Vivica Fox, Kenya Moore and Thandie Newton hit the carpet at NBCUniversal’s 2015 Winter TCA Tour yesterday to promote their current tv shows. Meanwhile, “Empire” star Jussie Smollett is giving his take on why TV is so diverse and why films aren’t inside….
Day 2 of NBCUniversal’s 2015 Winter Television Critics Association Press Tour was held at The Langham Huntington Hotel and Spa in Pasadena yesterday. And a few YBF celebs hit the carpet before chatting it up about their respective shows.
“Celebrity Apprentice” star Vivica A. Fox popped up on the carpet looking fabulous in a blue hip hugging laser-cut dress before hitting the panel to dish on her latest tv spot.
Luckily, Ms. Fox appeared to be in a good mood even though her nemesis/”Celebrity Apprentice” co-star Kenya Moore was also in the building. The ladies were able to play nice during their press junket after their recent war of words via Twitter. Good for them.
Shades of red seems to be the “it” color for Kenya Moore this season. She “twirled” on the carpet flaunting her curves and her lady lumps in a red midi dress before hitting the panel to discuss “Celebrity Apprentice”.
On the upcoming episode of “Celebrity Apprentice”, the late Joan Rivers will be appearing on the show. Be sure to tune in to NBC on Monday at 8pm ET to catch it.
Actress Thandie Newton was also in the mix to dish on her brand new show that she’s starring in titled “The Slap”.
The drama series is an adaptation of an Australian drama series that was based the 2008 novel by Australian author Christos Tsiolkas. Thandie plays a woman named Aisha, the wife to a public servant named Hector.
Aisha throws a birthday party for her husband with family and friends in attendance. But ish goes left when Hector’s cousin SLAPS a couple’s misbehaving child and they threaten legal action. This occurrence opens up a can of worms that uncovers long-buried secrets within this group of friends and family.

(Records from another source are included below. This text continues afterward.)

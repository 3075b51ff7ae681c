//! Parcours et modification d'un répertoire

use alloc::string::String;
use alloc::vec::Vec;

use crate::directory::{
    short_name_to_string, Attributes, ShortEntry, Slot, DELETED, END_OF_DIR, ENTRY_SIZE,
};
use crate::filesystem::ClusterCursor;
use crate::long_name::{
    basis_name, long_name_slots, short_name_checksum, short_name_for, slot_count, validate_name,
    with_tail, LongNameBuilder,
};
use crate::volume::RootDir;
use crate::{BlockDevice, DateTime, Error, FatEntry, FileSystem, Result, Volume};

/// Un répertoire FAT ne dépasse pas 65536 emplacements
pub const MAX_DIR_ENTRIES: u32 = 65536;
const MAX_NAME_TAIL: u32 = 999_999;

/// Début d'un répertoire sur le disque
#[derive(Debug, Clone, Copy, PartialEq, Eq)]
pub enum DirStart {
    /// Racine FAT12/16
    Fixed { first_sector: u32, entries: u16 },
    Chain(u32),
}

impl From<RootDir> for DirStart {
    fn from(root: RootDir) -> Self {
        match root {
            RootDir::Fixed { first_sector, entries } => Self::Fixed { first_sector, entries },
            RootDir::Cluster(cluster) => Self::Chain(cluster),
        }
    }
}

/// Où vit une entrée : sa suite d'emplacements dans le répertoire parent
#[derive(Debug, Clone, Copy, PartialEq, Eq)]
pub(crate) struct EntryLocation {
    pub dir: DirStart,
    /// Premier emplacement (fragment de nom long ou entrée courte)
    pub first_slot: u32,
    /// Emplacement de l'entrée courte
    pub slot: u32,
    pub sector: u32,
    pub offset: usize,
}

/// Entrée de répertoire décodée
#[derive(Debug, Clone, PartialEq, Eq)]
pub struct DirEntry {
    name: String,
    pub(crate) short_name: [u8; 11],
    attributes: Attributes,
    first_cluster: u32,
    size: u32,
    created: DateTime,
    modified: DateTime,
    pub(crate) location: Option<EntryLocation>,
}

impl DirEntry {
    pub(crate) fn root(volume: &Volume) -> Self {
        let first_cluster = match volume.root {
            RootDir::Cluster(cluster) => cluster,
            RootDir::Fixed { .. } => 0,
        };
        Self {
            name: String::from("/"),
            short_name: [b' '; 11],
            attributes: Attributes::DIRECTORY,
            first_cluster,
            size: 0,
            created: DateTime::EPOCH,
            modified: DateTime::EPOCH,
            location: None,
        }
    }

    fn from_short(short: &ShortEntry, long_name: Option<String>, location: EntryLocation) -> Self {
        Self {
            name: long_name.unwrap_or_else(|| short.display_name()),
            short_name: short.name,
            attributes: short.attributes,
            first_cluster: short.first_cluster,
            size: short.size,
            created: short.created,
            modified: short.modified,
            location: Some(location),
        }
    }

    /// Nom long s'il existe, sinon le nom court
    pub fn name(&self) -> &str {
        &self.name
    }

    /// Nom 8.3 tel que stocké, en majuscules
    pub fn short_name(&self) -> String {
        short_name_to_string(&self.short_name, 0)
    }

    pub fn attributes(&self) -> Attributes {
        self.attributes
    }

    pub fn first_cluster(&self) -> u32 {
        self.first_cluster
    }

    pub fn size(&self) -> u32 {
        self.size
    }

    pub fn created(&self) -> DateTime {
        self.created
    }

    pub fn modified(&self) -> DateTime {
        self.modified
    }

    pub fn is_dir(&self) -> bool {
        self.attributes.contains(Attributes::DIRECTORY)
    }

    /// Rang de l'entrée courte dans le dossier parent
    pub fn slot_index(&self) -> Option<u32> {
        self.location.map(|l| l.slot)
    }

    pub fn is_root(&self) -> bool {
        self.location.is_none()
    }

    /// "." ou ".."
    pub fn is_dot_entry(&self) -> bool {
        self.short_name == *b".          " || self.short_name == *b"..         "
    }

    /// Comparaison insensible à la casse sur le nom long et le nom court
    pub fn matches(&self, name: &str) -> bool {
        self.name.eq_ignore_ascii_case(name)
            || self.name.to_lowercase() == name.to_lowercase()
            || self.short_name().eq_ignore_ascii_case(name)
    }
}

/// Répertoire ouvert. Emprunte le système de fichiers pendant sa durée de vie.
pub struct Dir<'a, D: BlockDevice> {
    fs: &'a mut FileSystem<D>,
    start: DirStart,
    index: u32,
    cursor: ClusterCursor,
}

impl<'a, D: BlockDevice> Dir<'a, D> {
    pub(crate) fn new(fs: &'a mut FileSystem<D>, start: DirStart) -> Self {
        Self {
            fs,
            start,
            index: 0,
            cursor: None,
        }
    }

    pub fn start(&self) -> DirStart {
        self.start
    }

    /// Revenir au début du répertoire
    pub fn reset(&mut self) {
        self.index = 0;
        self.cursor = None;
    }

    fn read_slot(&mut self, index: u32) -> Result<Option<([u8; ENTRY_SIZE], u32, usize)>> {
        let Some((sector, offset)) = self.fs.slot_position(self.start, index, &mut self.cursor)? else {
            return Ok(None);
        };
        let mut raw = [0u8; ENTRY_SIZE];
        self.fs.cache.read(sector, offset, &mut raw)?;
        Ok(Some((raw, sector, offset)))
    }

    /// Entrée suivante, `None` à la fin du répertoire
    pub fn read_next(&mut self) -> Result<Option<DirEntry>> {
        let mut names = LongNameBuilder::default();
        let mut first_slot = self.index;

        loop {
            let index = self.index;
            let Some((raw, sector, offset)) = self.read_slot(index)? else {
                return Ok(None);
            };

            match Slot::decode(&raw) {
                // on reste sur la marque de fin
                Slot::End => return Ok(None),
                Slot::Deleted => names.reset(),
                Slot::LongName(fragment) => {
                    if fragment.last {
                        first_slot = index;
                    }
                    names.push(&fragment);
                }
                Slot::Short(short) => {
                    self.index += 1;
                    let long_name = names.finish(&short.name);
                    if short.is_volume_id() {
                        continue;
                    }

                    let location = EntryLocation {
                        dir: self.start,
                        first_slot: if long_name.is_some() { first_slot } else { index },
                        slot: index,
                        sector,
                        offset,
                    };
                    return Ok(Some(DirEntry::from_short(&short, long_name, location)));
                }
            }
            self.index += 1;
        }
    }

    /// Toutes les entrées depuis le début
    pub fn list(&mut self) -> Result<Vec<DirEntry>> {
        self.reset();
        let mut entries = Vec::new();
        while let Some(entry) = self.read_next()? {
            entries.push(entry);
        }
        Ok(entries)
    }

    /// Chercher une entrée par son nom (long ou court), sans tenir compte de la casse
    pub fn find(&mut self, name: &str) -> Result<Option<DirEntry>> {
        self.reset();
        while let Some(entry) = self.read_next()? {
            if entry.matches(name) {
                return Ok(Some(entry));
            }
        }
        Ok(None)
    }

    pub fn create_file(&mut self, name: &str) -> Result<DirEntry> {
        self.create_entry(name, Attributes::ARCHIVE)
    }

    pub fn create_dir(&mut self, name: &str) -> Result<DirEntry> {
        self.create_entry(name, Attributes::DIRECTORY)
    }

    /// Créer une entrée. Un dossier reçoit tout de suite son cluster avec
    /// "." et "..", un fichier reste sans cluster jusqu'à la première écriture.
    pub fn create_entry(&mut self, name: &str, attributes: Attributes) -> Result<DirEntry> {
        validate_name(name)?;
        if self.find(name)?.is_some() {
            return Err(Error::AlreadyExists);
        }

        let (short_name, case_flags, long) = match short_name_for(name) {
            Some((short_name, flags)) => (short_name, flags, false),
            None => (self.unique_short_name(name)?, 0, true),
        };
        let needed = if long { slot_count(name) as u32 } else { 1 };
        let first = self.find_free_run(needed)?;

        let now = self.fs.now();
        let first_cluster = if attributes.contains(Attributes::DIRECTORY) {
            let parent = self.parent_cluster();
            self.fs.new_dir_cluster(parent, now)?
        } else {
            0
        };

        let mut raw = [0u8; ENTRY_SIZE];
        let mut cursor = None;
        if long {
            let checksum = short_name_checksum(&short_name);
            for (i, fragment) in long_name_slots(name, checksum).iter().enumerate() {
                fragment.encode(&mut raw);
                let (sector, offset) = self.slot_at(first + i as u32, &mut cursor)?;
                self.fs.cache.write(sector, offset, &raw)?;
            }
        }

        let mut short = ShortEntry::new(short_name, attributes, first_cluster, now);
        short.case_flags = case_flags;
        short.encode(&mut raw);
        let slot = first + needed - 1;
        let (sector, offset) = self.slot_at(slot, &mut cursor)?;
        self.fs.cache.write(sector, offset, &raw)?;

        log::debug!("créé: {} ({})", name, short_name_to_string(&short_name, 0));
        self.reset();

        let location = EntryLocation {
            dir: self.start,
            first_slot: first,
            slot,
            sector,
            offset,
        };
        let long_name = long.then(|| String::from(name));
        Ok(DirEntry::from_short(&short, long_name, location))
    }

    /// Supprimer une entrée de ce répertoire
    pub fn delete(&mut self, entry: &DirEntry) -> Result<()> {
        self.fs.delete(entry)?;
        self.reset();
        Ok(())
    }

    fn slot_at(&mut self, index: u32, cursor: &mut ClusterCursor) -> Result<(u32, usize)> {
        self.fs
            .slot_position(self.start, index, cursor)?
            .ok_or(Error::CorruptChain)
    }

    /// Valeur de ".." pour un sous-dossier créé ici
    fn parent_cluster(&self) -> u32 {
        match (self.start, self.fs.volume.root) {
            (DirStart::Fixed { .. }, _) => 0,
            (DirStart::Chain(cluster), RootDir::Cluster(root)) if cluster == root => 0,
            (DirStart::Chain(cluster), _) => cluster,
        }
    }

    /// Plus petit suffixe ~N libre dans ce répertoire
    fn unique_short_name(&mut self, name: &str) -> Result<[u8; 11]> {
        let basis = basis_name(name);
        let existing: Vec<[u8; 11]> = self.list()?.into_iter().map(|e| e.short_name).collect();

        (1..=MAX_NAME_TAIL)
            .map(|n| with_tail(&basis, n))
            .find(|candidate| !existing.contains(candidate))
            .ok_or(Error::AlreadyExists)
    }

    /// Premier emplacement d'une suite de `count` emplacements libres.
    /// Un dossier en chaîne plein est agrandi d'un cluster vide.
    fn find_free_run(&mut self, count: u32) -> Result<u32> {
        let mut cursor = None;
        let mut index = 0;
        let mut run_start = 0;
        let mut run_len = 0;

        loop {
            if index >= MAX_DIR_ENTRIES {
                return Err(Error::DirectoryFull);
            }

            match self.fs.slot_position(self.start, index, &mut cursor)? {
                Some((sector, offset)) => {
                    let mut first_byte = [0u8; 1];
                    self.fs.cache.read(sector, offset, &mut first_byte)?;
                    if first_byte[0] == END_OF_DIR || first_byte[0] == DELETED {
                        if run_len == 0 {
                            run_start = index;
                        }
                        run_len += 1;
                        if run_len == count {
                            return Ok(run_start);
                        }
                    } else {
                        run_len = 0;
                    }
                    index += 1;
                }
                None => match self.start {
                    DirStart::Fixed { .. } => return Err(Error::DirectoryFull),
                    DirStart::Chain(first) => {
                        let last = cursor.map_or(first, |(_, cluster)| cluster);
                        self.extend(last)?;
                    }
                },
            }
        }
    }

    /// Ajoute un cluster vide en fin de chaîne. Il est mis à zéro avant
    /// d'être relié.
    fn extend(&mut self, last: u32) -> Result<()> {
        let cluster = self.fs.fat().allocate_cluster(None)?;
        self.fs.zero_cluster(cluster)?;
        self.fs.fat().set_entry(last, FatEntry::Next(cluster))?;
        log::debug!("dossier agrandi: {} -> {}", last, cluster);
        Ok(())
    }
}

The show will premiere February 12th at 8/7c on NBC.
In other tv news….
Following the Oscars snubbing African-Americans in the major categories for this year’s awards, “Empire” star Jussie Smollet is speaking out about the difference between diversity being prevalent on television, but not so much in films.

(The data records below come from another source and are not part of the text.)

//! Pile de stockage embarquée : pilote SD/MMC en mode SPI, table de
//! partitions MBR et système de fichiers FAT12/16/32 en lecture/écriture.
//!
//! # Ressources
//!
//! - <https://wiki.osdev.org/FAT>
//! - <https://academy.cba.mit.edu/classes/networking_communications/SD/FAT.pdf>
//! - <http://elm-chan.org/docs/mmc/mmc_e.html>

#![cfg_attr(not(test), no_std)]
extern crate alloc;

pub mod boot_sector;
pub mod buffer;
pub mod card_info;
pub mod config;
pub mod crc;
pub mod dir;
pub mod directory;
pub mod error;
pub mod fat_table;
pub mod file;
pub mod filesystem;
pub mod long_name;
pub mod memory;
pub mod partition;
pub mod sdcard;
pub mod time;
pub mod volume;

pub use boot_sector::{BootSector, FatType};
pub use buffer::SectorCache;
pub use card_info::CardInfo;
pub use config::{CacheMode, CardConfig, MountOptions};
pub use dir::{Dir, DirEntry};
pub use directory::Attributes;
pub use error::{Error, IoError, Result};
pub use fat_table::{FatEntry, FatTable};
pub use file::{File, SeekFrom};
pub use filesystem::FileSystem;
pub use memory::MemoryDevice;
pub use partition::{Partition, PartitionSelector};
pub use sdcard::{CardType, SdCard, SpiTransport};
pub use time::{DateTime, TimeSource};
pub use volume::Volume;

/// Accès secteur par secteur à un support linéaire.
///
/// `buffer` fait toujours exactement `sector_size()` octets.
pub trait BlockDevice {
    fn read_sector(&mut self, sector: u32, buffer: &mut [u8]) -> Result<()>;
    fn write_sector(&mut self, sector: u32, buffer: &[u8]) -> Result<()>;
    fn sector_size(&self) -> usize;
    /// Nombre total de secteurs du support
    fn sector_count(&self) -> u32;
}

Lee Daniels’ hip hop drama “Empire” debuted with record-breaking views for its debut, becoming FOX’s highest-rated television premiere in years. And if you ask Jussie why the numbers were so high, he would tell you it’s because of the diversity of the cast. He believes people want to see people like them on tv and that’s why shows like “Scandal” and “How To Get Away With Murder” are raking in millions of viewers every week.
The young actor chopped it up with MTV News about why television is so diverse and why movies haven’t seemed to have caught up with the times yet. He said,
“TV is a more diverse space right now because TV is driven by the people. When a television show like ‘Scandal’ becomes the biggest show in recent history, suddenly advertisers and networks want to jump on that. And what it’s showing is that people want to see diversity. They want to see people who look like them on television, and they also want to see people who don’t look like them on television. But in film, everything is still driven by individuals — and those individuals can make or break your movie.”
He then went on to talk about how good movies starring African-Americans are being created (i.e. No Good Deed, Beyond the Lights), but the honchos who choose what should be nominated are completely ignoring those works. He said,
“That’s not to say black films don’t make any money because black folks do very well at the box office. Taraji’s [P. Henson] movie with Idris Elba — that she produced along with Idris — featured a black leading lady and a black leading man, both producing that film, and that was a number one film. It’s not like black folks are putting stuff out that is falling on deaf ears. People are listening. It’s just the people in charge of the nominations aren’t listening.”
“What message does it send to the masses when someone — or an entire race — is completely snuffed? And completely ignored for work that was at the top of their game? That’s what we need to be asking,” Smollett said.
Very good points! He also talked about how the media puts black actresses against one another and why they aren’t being nominated in categories they definitely should have been included in. He explained,
“Kerry Washington is probably not stressing over the fact that she did not get a Golden Globe,” said Smollett. “I bet she is doing really fine right now. But it’s about her not getting it and what that represents. It’s the reasons behind why was she not nominated. That’s what we need to be talking about. It’s not about being sad she wasn’t nominated; it’s about asking yourself, ‘Well, why is there only one spot for a black women to be nominated for Best Actress?’”
What are your thoughts on diversity in television versus on the big screen?